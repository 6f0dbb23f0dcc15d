use crate::{
    api::{attendance, course, quiz, student},
    auth::{handlers, middleware::auth_middleware},
    config::Config,
};
use actix_governor::{
    Governor, GovernorConfigBuilder, PeerIpKeyExtractor, governor::middleware::NoOpMiddleware,
};
use actix_web::{middleware::from_fn, web};
use std::sync::Arc;

pub fn configure(cfg: &mut web::ServiceConfig, config: Config) {
    // Helper to build per-route limiter
    fn build_limiter(requests_per_min: u32) -> Governor<PeerIpKeyExtractor, NoOpMiddleware> {
        let per_ms = if requests_per_min == 0 {
            1
        } else {
            60_000 / requests_per_min as u64
        };
        let cfg = GovernorConfigBuilder::default()
            .per_millisecond(per_ms)
            .burst_size(requests_per_min)
            .key_extractor(PeerIpKeyExtractor)
            .finish()
            .unwrap();
        Governor::new(&cfg)
    }

    let login_limiter = Arc::new(build_limiter(config.rate_login_per_min));
    let register_limiter = Arc::new(build_limiter(config.rate_register_per_min));
    let refresh_limiter = Arc::new(build_limiter(config.rate_refresh_per_min));
    let protected_limiter = Arc::new(build_limiter(config.rate_protected_per_min));

    // Public routes
    cfg.service(
        web::scope("/auth")
            .service(
                web::resource("/login")
                    .wrap(login_limiter.clone())
                    .route(web::post().to(handlers::login)),
            )
            .service(
                web::resource("/register")
                    .wrap(register_limiter.clone())
                    .route(web::post().to(handlers::register)),
            )
            .service(
                web::resource("/refresh")
                    .wrap(refresh_limiter.clone())
                    .route(web::post().to(handlers::refresh_token)),
            )
            .service(
                web::resource("/logout")
                    .wrap(login_limiter.clone())
                    .route(web::post().to(handlers::logout)),
            )
            // per-account throttling happens inside the handler; the
            // per-IP limiter here is the outer guard
            .service(
                web::resource("/forgot-password")
                    .wrap(register_limiter.clone())
                    .route(web::post().to(handlers::forgot_password)),
            )
            .service(
                web::resource("/reset-password")
                    .wrap(register_limiter.clone())
                    .route(web::post().to(handlers::reset_password)),
            ),
    );

    // Protected routes
    cfg.service(
        web::scope(&config.api_prefix)
            .wrap(from_fn(auth_middleware)) // authentication
            .wrap(protected_limiter) // rate limiting
            .service(
                web::scope("/students")
                    // /students
                    .service(
                        web::resource("")
                            .route(web::post().to(student::create_student))
                            .route(web::get().to(student::list_students)),
                    )
                    // /students/{id}
                    .service(
                        web::resource("/{id}")
                            .route(web::get().to(student::get_student))
                            .route(web::put().to(student::update_student))
                            .route(web::delete().to(student::delete_student)),
                    ),
            )
            .service(
                web::scope("/courses")
                    // /courses
                    .service(
                        web::resource("")
                            .route(web::post().to(course::create_course))
                            .route(web::get().to(course::list_courses)),
                    )
                    // /courses/{id}
                    .service(
                        web::resource("/{id}")
                            .route(web::get().to(course::get_course))
                            .route(web::put().to(course::update_course))
                            .route(web::delete().to(course::delete_course)),
                    )
                    // /courses/{id}/enroll
                    .service(
                        web::resource("/{id}/enroll")
                            .route(web::post().to(course::enroll_student)),
                    )
                    // /courses/{id}/enroll/{student_id}
                    .service(
                        web::resource("/{id}/enroll/{student_id}")
                            .route(web::delete().to(course::unenroll_student)),
                    )
                    // /courses/{id}/students
                    .service(
                        web::resource("/{id}/students")
                            .route(web::get().to(course::list_course_students)),
                    ),
            )
            .service(
                web::scope("/quizzes")
                    // /quizzes
                    .service(
                        web::resource("")
                            .route(web::post().to(quiz::create_quiz))
                            .route(web::get().to(quiz::list_quizzes)),
                    )
                    // /quizzes/{id}
                    .service(web::resource("/{id}").route(web::get().to(quiz::get_quiz)))
                    // /quizzes/{id}/attempts
                    .service(
                        web::resource("/{id}/attempts")
                            .route(web::post().to(quiz::submit_attempt)),
                    )
                    // /quizzes/{id}/attempts/me
                    .service(
                        web::resource("/{id}/attempts/me")
                            .route(web::get().to(quiz::my_attempt)),
                    ),
            )
            .service(
                web::scope("/attendance")
                    // /attendance
                    .service(
                        web::resource("").route(web::post().to(attendance::mark_attendance)),
                    )
                    // /attendance/summary
                    .service(
                        web::resource("/summary")
                            .route(web::get().to(attendance::attendance_summary)),
                    ),
            ),
    );
}

// LOGIN
//  ├─ access_token (15 min)
//  └─ refresh_token (7 days)

// API REQUEST
//  └─ Authorization: Bearer access_token

// ACCESS EXPIRED
//  └─ POST /refresh with refresh_token
//       └─ returns new access_token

· · · · · · ·

Everything from the first line above through the line that contains "use std::sync::Arc;" should be duplicated exactly, please, and nothing beyond it.

**Response area**
repository 6f0dbb23f0dcc15d
use crate::{
    api::{attendance, course, quiz, student},
    auth::{handlers, middleware::auth_middleware},
    config::Config,
};
use actix_governor::{
    Governor, GovernorConfigBuilder, PeerIpKeyExtractor, governor::middleware::NoOpMiddleware,
};
use actix_web::{middleware::from_fn, web};
use std::sync::Arc;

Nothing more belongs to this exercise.